YOUR ASSIGNMENT.
Within the listing below, the lines to output run from the one containing "repository 8f7541fbca54a545" through the one containing "is too large"; copy them exactly and nothing else.
(AVAILABLE DATA begins)
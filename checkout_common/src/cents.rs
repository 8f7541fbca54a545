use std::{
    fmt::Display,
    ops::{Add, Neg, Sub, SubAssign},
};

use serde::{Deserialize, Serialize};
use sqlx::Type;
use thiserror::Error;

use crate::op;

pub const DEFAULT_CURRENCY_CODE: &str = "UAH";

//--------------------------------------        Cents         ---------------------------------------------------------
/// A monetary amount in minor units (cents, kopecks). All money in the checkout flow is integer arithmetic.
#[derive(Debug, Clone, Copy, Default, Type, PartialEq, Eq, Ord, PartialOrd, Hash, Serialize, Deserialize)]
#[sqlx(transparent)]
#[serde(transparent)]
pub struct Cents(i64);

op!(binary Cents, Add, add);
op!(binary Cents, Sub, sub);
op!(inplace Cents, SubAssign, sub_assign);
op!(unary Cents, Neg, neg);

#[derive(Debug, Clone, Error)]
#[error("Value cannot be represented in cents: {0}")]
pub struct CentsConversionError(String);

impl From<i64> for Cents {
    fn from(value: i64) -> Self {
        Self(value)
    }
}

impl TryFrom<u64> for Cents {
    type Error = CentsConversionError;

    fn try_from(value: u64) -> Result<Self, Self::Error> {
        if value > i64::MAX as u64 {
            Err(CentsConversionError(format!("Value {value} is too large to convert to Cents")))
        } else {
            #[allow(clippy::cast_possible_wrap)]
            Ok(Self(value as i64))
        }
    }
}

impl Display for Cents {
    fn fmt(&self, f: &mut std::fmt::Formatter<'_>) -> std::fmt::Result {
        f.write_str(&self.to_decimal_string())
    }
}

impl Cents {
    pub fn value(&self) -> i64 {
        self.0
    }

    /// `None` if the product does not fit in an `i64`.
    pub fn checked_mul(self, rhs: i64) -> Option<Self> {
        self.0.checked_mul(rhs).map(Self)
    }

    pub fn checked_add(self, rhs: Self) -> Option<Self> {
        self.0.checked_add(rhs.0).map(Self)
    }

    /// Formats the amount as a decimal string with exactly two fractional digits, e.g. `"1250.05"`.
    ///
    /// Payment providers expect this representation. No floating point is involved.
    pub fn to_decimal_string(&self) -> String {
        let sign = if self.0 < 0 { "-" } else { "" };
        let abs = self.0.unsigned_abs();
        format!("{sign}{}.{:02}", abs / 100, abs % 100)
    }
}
(AVAILABLE DATA ends)
RESULT OF THIS TASK.
repository 8f7541fbca54a545
use std::{
    fmt::Display,
    ops::{Add, Neg, Sub, SubAssign},
};

use serde::{Deserialize, Serialize};
use sqlx::Type;
use thiserror::Error;

use crate::op;

pub const DEFAULT_CURRENCY_CODE: &str = "UAH";

//--------------------------------------        Cents         ---------------------------------------------------------
/// A monetary amount in minor units (cents, kopecks). All money in the checkout flow is integer arithmetic.
#[derive(Debug, Clone, Copy, Default, Type, PartialEq, Eq, Ord, PartialOrd, Hash, Serialize, Deserialize)]
#[sqlx(transparent)]
#[serde(transparent)]
pub struct Cents(i64);

op!(binary Cents, Add, add);
op!(binary Cents, Sub, sub);
op!(inplace Cents, SubAssign, sub_assign);
op!(unary Cents, Neg, neg);

#[derive(Debug, Clone, Error)]
#[error("Value cannot be represented in cents: {0}")]
pub struct CentsConversionError(String);

impl From<i64> for Cents {
    fn from(value: i64) -> Self {
        Self(value)
    }
}

impl TryFrom<u64> for Cents {
    type Error = CentsConversionError;

    fn try_from(value: u64) -> Result<Self, Self::Error> {
        if value > i64::MAX as u64 {
            Err(CentsConversionError(format!("Value {value} is too large to convert to Cents")))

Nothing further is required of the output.